Éramos inseparáveis na escola, Leandro e eu. Apesar de sua chegada repentina, numa manhã em que já ia avançado o ano letivo, nos demos bem de cara quando ele se instalara na carteira ao lado da minha. Uma amizade que nasceu e que, apesar daquele único ano, ainda carrego comigo mesmo passados tantos anos.
Um detalhe particular o distinguia dos demais garotos do colégio: Leandro era o único aluno da minha escola que tinha bigode, aquela robusta e prematura composição de pelos acima do lábio superior que de certa forma era motivo de inveja, minha e dos demais moleques.
Também nas meninas o Leandro angariara especial atenção: muitas foram as vezes em que, após as aulas, tive de esperar meu amigo trocar beijos com alguma moça na pracinha perto do colégio. Foi a primeira vez em que “segurei vela” para alguém. Enquanto Leandro se dava bem, eu seguia, esgueirando o canto dos olhos ao banco onde meu amigo experienciava as alegrias de namorar alguém. Enquanto, naquela época, eu seguia devaneando o beijo que daria na então musa dos meus sonhos ao som de “Al dilá”, a bela canção de Emílio Pericolli e que recordo, não me cansava de ouvir, o meu amigo já era versado na arte de namorar. Paciência.
Ambos, como era natural das grandes amizades, tínhamos os nossos pactos. Leandro, por aparentar ser mais velho e mais alto que eu, de certa forma me protegia da importunação dos garotos maiores. Eu, um aspirante a nerd, ajudava meu amigo nos seus tropeços em aritmética e na sua falta de tato com o português. Quase sempre dividíamos o mirrado lanche que um ou outro comprava no recreio, quando nos era dado por nossos pais alguns cobres. Como morávamos na mesma rua, nossas casas adelgaçadas pela distância de uns três quarteirões, era minha a incumbência de passar na sua casa a fim de irmos juntos ao colégio. Coisa de amigos.
E logo ele soube da menina que era alvo de meu coração. Por acaso, havia notado ela, procurando saber de mim, em sussurros para não chamar a atenção da professora, o nome e a possibilidade de conhecer Ivone, a ruiva de cabelos caudalosos e cheirosos, para quem havia escrito versos e com quem muitas vezes sonhara sonhos românticos onde sempre me declarava a ela. Leandro, ao saber de meus intentos (isso mesmo, intentos), de como eu vinha planejando uma oportunidade de poder falar do que por ela sentia, fiel ao sentimento do amigo, manteve a distância dela.
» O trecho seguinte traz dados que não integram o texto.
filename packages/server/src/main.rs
use std::sync::Arc;

use anyhow::Context;
use tracing::{Level, info, warn};

use refstore::build_router;
use refstore::config::AppConfig;
use refstore::database::init_db;
use refstore::files::StorageService;
use refstore::state::AppState;

#[tokio::main]
async fn main() -> anyhow::Result<()> {
    tracing_subscriber::fmt().with_max_level(Level::INFO).init();

    let config = AppConfig::load().context("Failed to load configuration")?;

    let db = init_db(&config.database.url)
        .await
        .context("Failed to initialize database")?;
    info!("Database ready");

    let storage = StorageService::new(db, &config.storage)
        .await
        .context("Failed to initialize storage")?;

    if config.storage.audit_on_startup {
        run_audit(&storage).await;
    }

    let addr = format!("{}:{}", config.server.host, config.server.port);
    let state = AppState {
        config,
        storage: Arc::new(storage),
    };
    let app = build_router(state);

    let listener = tokio::net::TcpListener::bind(&addr)
        .await
        .with_context(|| format!("Failed to bind {addr}"))?;
    info!("Server running at http://{}", addr);

    axum::serve(listener, app)
        .with_graceful_shutdown(shutdown_signal())
        .await?;

    Ok(())
}

async fn run_audit(storage: &StorageService) {
    let report = match storage.audit().await {
        Ok(report) => report,
        Err(e) => {
            warn!(error = %e, "Startup audit failed");
            return;
        }
    };

    for record in &report.missing_files {
        warn!(id = record.id, filepath = %record.filepath, "Record has no file on disk");
    }
    for record in &report.malformed {
        warn!(
            id = record.id,
            filepath = %record.filepath,
            stored_filename = %record.stored_filename,
            "Record does not describe a file under the storage root"
        );
    }

    if report.is_clean() {
        info!(checked = report.checked, "Startup audit clean");
    } else {
        warn!(
            checked = report.checked,
            missing = report.missing_files.len(),
            malformed = report.malformed.len(),
            "Startup audit found inconsistencies"
        );
    }
}

async fn shutdown_signal() {
    if let Err(e) = tokio::signal::ctrl_c().await {
        warn!(error = %e, "Failed to listen for shutdown signal");
        std::future::pending::<()>().await;
    }
    info!("Shutting down");
}
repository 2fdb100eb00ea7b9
pub mod file;
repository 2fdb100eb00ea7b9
pub mod json;
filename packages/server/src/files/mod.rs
mod index;
mod service;

pub use index::{FileIndex, NewFileRecord};
pub use service::{AuditReport, FileListing, FileResource, StorageService};
use std::sync::Arc;

use crate::config::AppConfig;
use crate::files::StorageService;

#[derive(Clone)]
pub struct AppState {
    pub config: AppConfig,
    pub storage: Arc<StorageService>,
}
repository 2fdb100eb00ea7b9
use sea_orm::entity::prelude::*;
use serde::{Deserialize, Serialize};

/// Metadata for one stored file. Exactly one row exists per file written by the store.
#[sea_orm::model]
#[derive(Clone, Debug, PartialEq, Eq, DeriveEntityModel, Serialize, Deserialize)]
#[sea_orm(table_name = "file_record")]
pub struct Model {
    #[sea_orm(primary_key)]
    pub id: i64,

    /// Filename as supplied by the uploader's client.
    #[sea_orm(column_type = "Text")]
    pub original_filename: String,

    /// Last segment of `filepath`. Not unique across the table.
    #[sea_orm(indexed)]
    pub stored_filename: String,

    /// Absolute, normalised on-disk path under the storage root.
    #[sea_orm(unique)]
    pub filepath: String,
}

impl ActiveModelBehavior for ActiveModel {}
Partiu para conquistar Simone, a melhor amiga de Ivone. Você pode bem intuir quem de nós dois, afinal, teve êxito…
Mas então o tempo passou. Vários capítulos de minha vida depois, eu vejo como a fortuna nos levou por caminhos distintos. Eu, rumo a este ofício de escritor barato; ele, uma incógnita para mim, que perdi totalmente seu contato e seu paradeiro com meu degredo a uma terra distante onde, enfim, plantei raiz.
Então só me resta me fiar da lembrança daqueles bons tempos, tempos mais vagarosos, onde as minhas únicas preocupações eram a escola e o indomável desejo de conquistar Ivone. Eu, como um Florentino Ariza canhestro, à moda do personagem pitoresco de “O amor nos tempos do cólega”, vivi os suspiros do amor não correspondido, quando vislumbrava a certa distância o ideário deste meu coração calejado cada vez mais de mim se afastar rumo aos braços de outro…
Diferente do solitário personagem de Garcia Márquez, que após 51 anos de espera pelo amor de sua amada Fermina, ainda se mantinha firme e fiel à única dona de seu coração, ao menos eu pude ter um amigo que, nas muitas horas de vazio, me fez ver o fio de esperança, lá para a frente, ainda que quase sempre tenha meu olhar voltado lá para trás, onde permanece intacto um eu bem mais feliz.